• **WORK TASK**
Set the entries down again exactly; none may be skipped.

***** RECORD EXCERPTS

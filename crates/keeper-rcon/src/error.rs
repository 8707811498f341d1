use keeper_core::proto::{ErrorCode, RpcError};
use thiserror::Error;

#[derive(Debug, Error)]
pub enum RconError {
    /// The host actively refused the connection. Usually the server is down or still starting.
    #[error("RCON unreachable at {address}: connection refused")]
    Unreachable { address: String },

    #[error("RCON authentication failed")]
    Auth,

    #[error("RCON protocol error: {0}")]
    Protocol(String),

    #[error("RCON transport error while {context}: {source}")]
    Transport {
        context: &'static str,
        #[source]
        source: std::io::Error,
    },

    #[error("unexpected reply to `{command}`: {reply:?}")]
    Parse { command: String, reply: String },
}

impl RconError {
    pub fn is_unreachable(&self) -> bool {
        matches!(self, RconError::Unreachable { .. })
    }

    pub(crate) fn transport(context: &'static str, source: std::io::Error) -> Self {
        Self::Transport { context, source }
    }

    pub(crate) fn parse(command: &str, reply: &str) -> Self {
        Self::Parse {
            command: command.to_string(),
            reply: reply.to_string(),
        }
    }
}

impl From<RconError> for RpcError {
    fn from(e: RconError) -> Self {
        let code = match &e {
            RconError::Unreachable { .. } => ErrorCode::Unreachable,
            RconError::Parse { .. } => ErrorCode::ParseError,
            RconError::Auth | RconError::Protocol(_) | RconError::Transport { .. } => {
                ErrorCode::ProtocolError
            }
        };
        RpcError::new(code, e.to_string())
    }
}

**********

• **YOUR RESPONSE**
filename crates/keeper-rcon/src/error.rs
repository 8707811498f341d1
use keeper_core::proto::{ErrorCode, RpcError};
use thiserror::Error;

#[derive(Debug, Error)]
pub enum RconError {
    /// The host actively refused the connection. Usually the server is down or still starting.
    #[error("RCON unreachable at {address}: connection refused")]
    Unreachable { address: String },

    #[error("RCON authentication failed")]
    Auth,

    #[error("RCON protocol error: {0}")]
    Protocol(String),

    #[error("RCON transport error while {context}: {source}")]
    Transport {
        context: &'static str,
        #[source]
        source: std::io::Error,
    },

    #[error("unexpected reply to `{command}`: {reply:?}")]
    Parse { command: String, reply: String },
}

impl RconError {
    pub fn is_unreachable(&self) -> bool {
        matches!(self, RconError::Unreachable { .. })
    }

    pub(crate) fn transport(context: &'static str, source: std::io::Error) -> Self {
        Self::Transport { context, source }
    }

    pub(crate) fn parse(command: &str, reply: &str) -> Self {
        Self::Parse {
            command: command.to_string(),
            reply: reply.to_string(),
        }
    }
}

impl From<RconError> for RpcError {
    fn from(e: RconError) -> Self {
        let code = match &e {
            RconError::Unreachable { .. } => ErrorCode::Unreachable,
            RconError::Parse { .. } => ErrorCode::ParseError,
            RconError::Auth | RconError::Protocol(_) | RconError::Transport { .. } => {
                ErrorCode::ProtocolError
            }
        };
        RpcError::new(code, e.to_string())
    }
}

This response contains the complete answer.